I can hear it in the Dreamer’s short and raspy breath, however: a crumbled lung, or perhaps sheer wilting from timeless sleep. Like aunt Marcheline, wasting away slowly in bed, becoming ever more frail until the body cannot support its own weight any longer. He takes hold of my hands, and I hurry to sit with him, for even as he looks horrible I understand well the soul beneath the flesh, and shy not away. We are not our flesh, a basic tenet of all creeds I have ever considered. It would be unbearably sad for me to spite him for how he seems.
― Call me Abanir please, Martlet. And listen to me well: this flesh is finished, and you know it as well as I. You are strong and a true riddle-solver, and can face the truth without grief. Time is short. You are special, in a way I have never witnessed, but here you need my help: I can see it in you, there is a kernel of the Anti-Dream within, and it is as real as a knowledge can be; the ancient evils are not material, the concept does not apply. They are patterns, and as such beyond your conception of real and unreal.

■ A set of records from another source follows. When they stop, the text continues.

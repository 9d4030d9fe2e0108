//! Thin client for the hosted publishing API.
//!
//! Files are uploaded in a single multipart batch. Every path is read before
//! anything goes over the wire, so a missing file aborts the batch with no
//! partial manifest. Configuration is read from the environment (and a
//! `.env` file, if present) before the uploader is built, so a missing
//! credential never reaches the network.

use crate::config::{
    DEFAULT_PUBLISH_ROOT, ENV_API_KEY, ENV_API_ROOT, ENV_PUBLISH_ROOT, ENV_USERNAME,
};
use crate::error::PublishError;
use async_trait::async_trait;
use reqwest::multipart::{Form, Part};
use serde::{Deserialize, Serialize};
use std::collections::BTreeMap;
use std::path::{Path, PathBuf};
use tracing::{debug, info};

#[cfg(test)]
use mockall::automock;

// ── Configuration ────────────────────────────────────────────────────────

/// Publishing credentials and URL roots.
#[derive(Clone, PartialEq, Eq)]
pub struct PublishConfig {
    pub api_root: String,
    pub api_key: String,
    pub publish_root: String,
    pub username: Option<String>,
}

impl std::fmt::Debug for PublishConfig {
    fn fmt(&self, f: &mut std::fmt::Formatter<'_>) -> std::fmt::Result {
        f.debug_struct("PublishConfig")
            .field("api_root", &self.api_root)
            .field("api_key", &"<redacted>")
            .field("publish_root", &self.publish_root)
            .field("username", &self.username)
            .finish()
    }
}

impl PublishConfig {
    /// Read the configuration from the process environment, loading `.env`
    /// first when one exists.
    pub fn from_env() -> Result<Self, PublishError> {
        dotenvy::dotenv().ok();
        Self::from_lookup(|var| std::env::var(var).ok())
    }

    /// Read the configuration through `lookup`. Empty values count as unset.
    pub fn from_lookup(lookup: impl Fn(&str) -> Option<String>) -> Result<Self, PublishError> {
        let get = |var: &str| lookup(var).filter(|v| !v.trim().is_empty());
        let api_root = get(ENV_API_ROOT).ok_or(PublishError::Config { var: ENV_API_ROOT })?;
        let api_key = get(ENV_API_KEY).ok_or(PublishError::Config { var: ENV_API_KEY })?;
        Ok(Self {
            api_root,
            api_key,
            publish_root: get(ENV_PUBLISH_ROOT).unwrap_or_else(|| DEFAULT_PUBLISH_ROOT.to_string()),
            username: get(ENV_USERNAME),
        })
    }
}

/// Public URL of a published file: `R/U/d/F` with a username, else `R/d/F`.
pub fn published_url(root: &str, username: Option<&str>, filename: &str) -> String {
    let root = root.trim_end_matches('/');
    match username.filter(|u| !u.is_empty()) {
        Some(user) => format!("{root}/{user}/d/{filename}"),
        None => format!("{root}/d/{filename}"),
    }
}

// ── Manifest ─────────────────────────────────────────────────────────────

/// What the service reports for one uploaded file.
#[derive(Debug, Clone, Default, PartialEq, Eq, Serialize, Deserialize)]
pub struct PublishedFile {
    #[serde(default, skip_serializing_if = "Option::is_none")]
    pub url: Option<String>,
    #[serde(default, skip_serializing_if = "Option::is_none")]
    pub size: Option<u64>,
    #[serde(default, skip_serializing_if = "Option::is_none")]
    pub status: Option<String>,
}

/// Result of one publish batch, keyed by uploaded file base name.
#[derive(Debug, Clone, Default, PartialEq, Eq, Serialize, Deserialize)]
pub struct Manifest {
    pub files: BTreeMap<String, PublishedFile>,
}

impl Manifest {
    pub fn len(&self) -> usize {
        self.files.len()
    }

    pub fn is_empty(&self) -> bool {
        self.files.is_empty()
    }

    pub fn get(&self, name: &str) -> Option<&PublishedFile> {
        self.files.get(name)
    }
}

/// The service either wraps the entries in `files` or returns them bare.
#[derive(Deserialize)]
#[serde(untagged)]
enum ManifestBody {
    Wrapped { files: BTreeMap<String, PublishedFile> },
    Bare(BTreeMap<String, PublishedFile>),
}

/// Parse a manifest response body.
pub fn parse_manifest(body: &str) -> Result<Manifest, PublishError> {
    let parsed: ManifestBody = serde_json::from_str(body)
        .map_err(|e| PublishError::MalformedResponse(format!("invalid JSON: {e}")))?;
    let files = match parsed {
        ManifestBody::Wrapped { files } | ManifestBody::Bare(files) => files,
    };
    Ok(Manifest { files })
}

// ── Uploader ─────────────────────────────────────────────────────────────

/// One file in an upload batch.
#[derive(Debug, Clone, PartialEq, Eq)]
pub struct UploadFile {
    /// Base name the file is published under.
    pub name: String,
    pub path: PathBuf,
    pub bytes: Vec<u8>,
}

impl UploadFile {
    /// Read `path` into memory.
    pub async fn read(path: &Path) -> Result<Self, PublishError> {
        let not_found = || PublishError::FileNotFound {
            path: path.to_path_buf(),
        };
        let name = path
            .file_name()
            .and_then(|n| n.to_str())
            .ok_or_else(not_found)?
            .to_string();
        if !path.is_file() {
            return Err(not_found());
        }
        let bytes = tokio::fs::read(path).await.map_err(|_| not_found())?;
        Ok(Self {
            name,
            path: path.to_path_buf(),
            bytes,
        })
    }

    pub fn mime(&self) -> &'static str {
        match self.path.extension().and_then(|e| e.to_str()) {
            Some("html") | Some("htm") => "text/html; charset=utf-8",
            Some("md") => "text/markdown; charset=utf-8",
            Some("txt") => "text/plain; charset=utf-8",
            Some("json") => "application/json",
            Some("docx") => {
                "application/vnd.openxmlformats-officedocument.wordprocessingml.document"
            }
            Some("pdf") => "application/pdf",
            _ => "application/octet-stream",
        }
    }
}

/// Sends a batch of files to the publishing service.
#[cfg_attr(test, automock)]
#[async_trait]
pub trait Uploader: Send + Sync {
    async fn upload(&self, files: Vec<UploadFile>) -> Result<Manifest, PublishError>;
}

/// [`Uploader`] talking to `POST {api_root}/publish`.
pub struct HttpUploader {
    client: reqwest::Client,
    config: PublishConfig,
}

impl HttpUploader {
    pub fn new(config: PublishConfig) -> Result<Self, PublishError> {
        let client = reqwest::Client::builder()
            .user_agent(concat!("textpress/", env!("CARGO_PKG_VERSION")))
            .build()
            .map_err(|e| PublishError::Transport(e.to_string()))?;
        Ok(Self { client, config })
    }

    fn endpoint(&self) -> String {
        format!("{}/publish", self.config.api_root.trim_end_matches('/'))
    }
}

#[async_trait]
impl Uploader for HttpUploader {
    async fn upload(&self, files: Vec<UploadFile>) -> Result<Manifest, PublishError> {
        let names: Vec<String> = files.iter().map(|f| f.name.clone()).collect();
        let mut form = Form::new();
        for file in files {
            let mime = file.mime();
            let part = Part::bytes(file.bytes)
                .file_name(file.name)
                .mime_str(mime)
                .map_err(|e| PublishError::Transport(e.to_string()))?;
            form = form.part("files", part);
        }

        let endpoint = self.endpoint();
        debug!(endpoint = %endpoint, files = ?names, "Uploading");
        let response = self
            .client
            .post(&endpoint)
            .bearer_auth(&self.config.api_key)
            .multipart(form)
            .send()
            .await
            .map_err(|e| PublishError::Transport(e.to_string()))?;

        let status = response.status();
        let body = response
            .text()
            .await
            .map_err(|e| PublishError::Transport(e.to_string()))?;
        if !status.is_success() {
            return Err(PublishError::Http {
                status: status.as_u16(),
                body,
            });
        }

        let manifest = parse_manifest(&body)?;
        if let Some(missing) = names.iter().find(|n| !manifest.files.contains_key(*n)) {
            return Err(PublishError::MalformedResponse(format!(
                "manifest has no entry for '{missing}'"
            )));
        }
        Ok(manifest)
    }
}

// ── Publishing ───────────────────────────────────────────────────────────

/// Upload `paths` as one batch.
///
/// Every path is read first; any missing file aborts the batch before the
/// uploader is called. The returned manifest has exactly one entry per
/// path, keyed by base name.
pub async fn publish_files(
    paths: &[PathBuf],
    uploader: &dyn Uploader,
) -> Result<Manifest, PublishError> {
    let mut files = Vec::with_capacity(paths.len());
    for path in paths {
        let file = UploadFile::read(path).await?;
        if files.iter().any(|f: &UploadFile| f.name == file.name) {
            return Err(PublishError::DuplicateName { name: file.name });
        }
        files.push(file);
    }
    if files.is_empty() {
        return Ok(Manifest::default());
    }

    let names: Vec<String> = files.iter().map(|f| f.name.clone()).collect();
    let mut manifest = uploader.upload(files).await?;
    if let Some(missing) = names.iter().find(|n| !manifest.files.contains_key(*n)) {
        return Err(PublishError::MalformedResponse(format!(
            "manifest has no entry for '{missing}'"
        )));
    }
    manifest.files.retain(|name, _| names.contains(name));
    info!(files = manifest.len(), "Published");
    Ok(manifest)
}

/// Configuration plus the uploader it feeds.
pub struct Publisher {
    pub config: PublishConfig,
    uploader: Box<dyn Uploader>,
}

impl Publisher {
    /// Read the environment and build an [`HttpUploader`].
    pub fn from_env() -> Result<Self, PublishError> {
        let config = PublishConfig::from_env()?;
        let uploader = HttpUploader::new(config.clone())?;
        Ok(Self::new(config, Box::new(uploader)))
    }

    /// Read the configuration through `lookup`, then pair it with `uploader`.
    /// A configuration error drops the uploader unused.
    pub fn with_uploader(
        lookup: impl Fn(&str) -> Option<String>,
        uploader: Box<dyn Uploader>,
    ) -> Result<Self, PublishError> {
        Ok(Self::new(PublishConfig::from_lookup(lookup)?, uploader))
    }

    pub fn new(config: PublishConfig, uploader: Box<dyn Uploader>) -> Self {
        Self { config, uploader }
    }

    pub async fn publish(&self, paths: &[PathBuf]) -> Result<Manifest, PublishError> {
        publish_files(paths, self.uploader.as_ref()).await
    }

    /// Public URL for a published file name.
    pub fn url_for(&self, filename: &str) -> String {
        published_url(
            &self.config.publish_root,
            self.config.username.as_deref(),
            filename,
        )
    }
}

/// Publish `paths` with configuration from the environment.
pub async fn publish_files_from_env(paths: &[PathBuf]) -> Result<Manifest, PublishError> {
    Publisher::from_env()?.publish(paths).await
}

― Dear Abanir, I start patiently. ― I appreciate the concern, but you must believe that when it comes to this thing I know what I am doing. I do not know what you would call it, but what your chamber put in my head is a parasitic mental weave, a foreign… pattern of though. Like the weave of a mentality, yet unable to form into a cord of consciousness on its own. A mind, although that term is as imprecise as to be useless. I know how to handle it. I have more training for it than you could know.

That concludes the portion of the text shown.